All over the Christian world on street corners, in homes and in churches, choirs are starting to sing carols – usually for free (I’ll be doing it myself on the 15th at Crouch End). So why is it so hard to find traditional christmas carols in the public domain? Most of the creative commons databases had just modern music, the public domain classical music archive I found didn’t have much and the Creative Commons Christmas Songs list on a blog didn’t have much in the way of traditional stuff sung traditionally, and had several broken links. Can anyone suggest a good source?

1 December 2007
Filed under:Arts Reviews,Humour & Entertainment at4:21 pm

John Patterson in a reviews Southland Tales – the latest in a series of ambitious, clever movies which he compares to Heroes and Lost. He hits the nail on the head when he points out:

It seems that the process of making a movie or TV show ever more fiendishly clever and logic-proof eventually falls subject to the law of diminishing returns. The cleverer they get, the more likely it is that things will eventually turn really stupid. Are they really exercising our minds or just dumbing things up?

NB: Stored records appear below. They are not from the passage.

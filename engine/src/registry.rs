// SPDX-License-Identifier: Apache-2.0

//! The concurrent set of active plugin runtime handles the resolver fans
//! out over.

use crate::error::{Error, ErrorKind};
use crate::plugin::handle::RuntimeHandle;
use std::collections::HashMap;
use std::sync::Arc;
use tokio::sync::RwLock;

/// A concurrent mapping from plugin name to runtime handle.
///
/// Cheaply cloneable; every clone shares the same underlying map. No
/// reference to the internal container ever escapes `iterate`, only
/// owned snapshots.
#[derive(Clone, Default)]
pub struct Registry {
	entries: Arc<RwLock<HashMap<String, Arc<RuntimeHandle>>>>,
}

/// Returned by [`Registry::register`]; invoking [`RemovalToken::remove`]
/// is the only way an entry leaves the registry. Holding the token without
/// invoking it keeps the entry registered indefinitely.
pub struct RemovalToken {
	registry: Registry,
	name: String,
}

impl RemovalToken {
	/// Removes the associated entry. Idempotent: a second call is a no-op.
	/// Happens-before any later `iterate()` excludes the handle.
	pub async fn remove(&self) {
		self.registry.entries.write().await.remove(&self.name);
	}
}

impl Registry {
	pub fn new() -> Self {
		Registry::default()
	}

	/// True if `name` currently has an entry. Used by the registration
	/// handshake for an early duplicate check; [`Registry::register`] is
	/// the authoritative check since a plugin can register concurrently
	/// between this call and that one.
	pub async fn contains(&self, name: &str) -> bool {
		self.entries.read().await.contains_key(name)
	}

	/// Inserts `handle`, keyed by `handle.name()`. Fails if the name is
	/// already present or the handle has already been closed.
	pub async fn register(&self, handle: Arc<RuntimeHandle>) -> Result<RemovalToken, Error> {
		if handle.is_closed() {
			return Err(Error::new(
				ErrorKind::Internal,
				format!("plugin '{}' closed before it could be registered", handle.name()),
			));
		}

		let mut entries = self.entries.write().await;
		if entries.contains_key(handle.name()) {
			return Err(Error::new(
				ErrorKind::RegistrationDuplicateName,
				format!("plugin name '{}' is already registered", handle.name()),
			));
		}
		let name = handle.name().to_owned();
		entries.insert(name.clone(), handle);
		Ok(RemovalToken {
			registry: self.clone(),
			name,
		})
	}

	/// A point-in-time snapshot of the registered handles. Iteration order
	/// is stable within this returned vector but is not guaranteed stable
	/// across separate calls; consumers must not assume read-isolation
	/// from concurrent `remove`s that race this call.
	pub async fn iterate(&self) -> Vec<Arc<RuntimeHandle>> {
		self.entries.read().await.values().cloned().collect()
	}

	pub async fn len(&self) -> usize {
		self.entries.read().await.len()
	}
}

#[cfg(test)]
mod tests {
	use super::*;
	use crate::plugin::handle::RuntimeHandle;

	#[tokio::test]
	async fn register_rejects_duplicate_name() {
		let registry = Registry::new();
		let a = Arc::new(RuntimeHandle::new_builtin(
			"dup".into(),
			"1.0".into(),
			crate::id::Pattern::must_parse("**"),
			Arc::new(crate::builtin::StaticMapPlugin::new(Default::default())),
		));
		let b = Arc::new(RuntimeHandle::new_builtin(
			"dup".into(),
			"2.0".into(),
			crate::id::Pattern::must_parse("**"),
			Arc::new(crate::builtin::StaticMapPlugin::new(Default::default())),
		));

		let _token = registry.register(a).await.expect("first registers");
		let err = registry.register(b).await.unwrap_err();
		assert_eq!(err.kind(), ErrorKind::RegistrationDuplicateName);
	}

	#[tokio::test]
	async fn remove_excludes_from_later_iterate() {
		let registry = Registry::new();
		let handle = Arc::new(RuntimeHandle::new_builtin(
			"gone".into(),
			"1.0".into(),
			crate::id::Pattern::must_parse("**"),
			Arc::new(crate::builtin::StaticMapPlugin::new(Default::default())),
		));
		let token = registry.register(handle).await.unwrap();
		assert_eq!(registry.iterate().await.len(), 1);
		token.remove().await;
		assert_eq!(registry.iterate().await.len(), 0);
	}
}
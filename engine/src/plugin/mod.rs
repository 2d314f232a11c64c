// SPDX-License-Identifier: Apache-2.0

//! The plugin runtime: discovering, launching, supervising, and tearing
//! down plugin processes, plus the registration handshake and the
//! per-plugin runtime handle the rest of the engine deals with.

pub mod config;
pub mod descriptor;
pub mod handle;
pub mod launch;
pub mod registration;
pub mod session;
pub mod supervisor;
pub mod watcher;
// SPDX-License-Identifier: Apache-2.0

//! Call/response framing for a plugin's private multiplexed session.
//!
//! Each logical [`crate::mux::MuxChannel`] only ever has one call in flight
//! at a time, so the framing here is intentionally small: a one-byte method
//! tag, a one-byte ok/error discriminant, and a length-prefixed protobuf
//! payload encoded with [`prost`].

use crate::wire_error::WireError;
use prost::Message;
use std::io;
use tokio::io::{AsyncReadExt, AsyncWriteExt};

const TAG_OK: u8 = 0;
const TAG_ERR: u8 = 1;

/// Method tags on [`crate::mux::CHAN_ENGINE_CALLS_PLUGIN`].
pub const METHOD_GET_SECRETS: u8 = 0;
pub const METHOD_SHUTDOWN: u8 = 1;

/// Method tags on [`crate::mux::CHAN_PLUGIN_CALLS_ENGINE`].
pub const METHOD_REGISTER_PLUGIN: u8 = 0;

#[derive(Debug, thiserror::Error)]
pub enum RpcError {
	#[error("i/o error during rpc call")]
	Io(#[from] io::Error),
	#[error("malformed rpc message")]
	Decode(#[from] prost::DecodeError),
	#[error("remote returned an error")]
	Remote(#[from] WireError),
	#[error("connection closed before a response was received")]
	Closed,
}

async fn write_frame<W: AsyncWriteExt + Unpin>(
	io: &mut W,
	tag: u8,
	payload: &[u8],
) -> io::Result<()> {
	io.write_u8(tag).await?;
	io.write_u32(payload.len() as u32).await?;
	io.write_all(payload).await?;
	io.flush().await
}

async fn read_frame<R: AsyncReadExt + Unpin>(io: &mut R) -> io::Result<Option<(u8, Vec<u8>)>> {
	let tag = match io.read_u8().await {
		Ok(tag) => tag,
		Err(e) if e.kind() == io::ErrorKind::UnexpectedEof => return Ok(None),
		Err(e) => return Err(e),
	};
	let len = io.read_u32().await? as usize;
	let mut payload = vec![0u8; len];
	io.read_exact(&mut payload).await?;
	Ok(Some((tag, payload)))
}

/// Issue one call on `method` over `io`, encoding `req` and decoding the
/// response as `Resp`. Blocks until a response frame (or the connection's
/// close) arrives; callers apply their own deadline around this future.
pub async fn call<IO, Req, Resp>(io: &mut IO, method: u8, req: &Req) -> Result<Resp, RpcError>
where
	IO: AsyncReadExt + AsyncWriteExt + Unpin,
	Req: Message,
	Resp: Message + Default,
{
	write_frame(io, method, &req.encode_to_vec()).await?;
	let (tag, payload) = read_frame(io).await?.ok_or(RpcError::Closed)?;
	match tag {
		TAG_OK => Ok(Resp::decode(payload.as_slice())?),
		TAG_ERR => {
			let status = crate::proto::RpcStatus::decode(payload.as_slice())?;
			Err(RpcError::Remote(status.into()))
		}
		_ => Err(RpcError::Io(io::Error::new(
			io::ErrorKind::InvalidData,
			"unknown rpc frame tag",
		))),
	}
}

/// Read one incoming call's method tag and encoded request payload off
/// `io`. The server-side counterpart to [`call`]; returns `None` on a clean
/// close.
pub async fn read_call<IO: AsyncReadExt + Unpin>(
	io: &mut IO,
) -> io::Result<Option<(u8, Vec<u8>)>> {
	read_frame(io).await
}

/// Write a successful response to an incoming call.
pub async fn respond_ok<IO: AsyncWriteExt + Unpin, Resp: Message>(
	io: &mut IO,
	resp: &Resp,
) -> io::Result<()> {
	write_frame(io, TAG_OK, &resp.encode_to_vec()).await
}

/// Write an error response to an incoming call.
pub async fn respond_err<IO: AsyncWriteExt + Unpin>(
	io: &mut IO,
	err: WireError,
) -> io::Result<()> {
	let status: crate::proto::RpcStatus = err.into();
	write_frame(io, TAG_ERR, &status.encode_to_vec()).await
}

This is what I have found frustrating with some of my favourite series – Lost and Heroes among them. It’s fairly easy to hook the viewer by offering what appears at first to be a sophisticated, interlocking plot only to end up revealing that the writers really don’t have any idea where it is all going (and perhaps never did). He goes on:

this is the way many pop narratives seem to be going today. Everything goes in, no matter the impact on coherence or credibility. The ideal viewer is a kid with a laptop, an iPod, a full complement of cable/satellite TV options, a NetFlix subscription, a TiVo hard drive packed with recorded shows, a taste for online gaming within ridiculously detailed game-universes and open-ended game narratives, a demon for channel-surfing and an encyclopedic knowledge of pop-culture.

Now that both academics and marketers love the once-neglected fans, is television (or at least the kind of US drama I tend to watch) going to get clevered to death?

28 November 2007
Filed under:Gadgets at12:55 pm

Sumvision MP3 player
Needing a USB drive I couldn’t resist buying the catchily named Sumvision M18 – a 4Gb memory stick MP3 player, voice recorder and FM radio costing around £30. While it’s labelled “USB 2.0” the speed of data transfers on it is dreadful (7 minutes to transfer a 160Mb file). It’s much too slow to run portable applications off of it as I’d hoped to, and it’s a hassle if you want to change the music or other files on it regularly. If all you want is to use it as an MP3 player and radio though I guess it’s OK, and the price is certainly right, but the user interface is extremely un-friendly to the point that about the only way to use it is like an iPod shuffle (“just give me a random next track”).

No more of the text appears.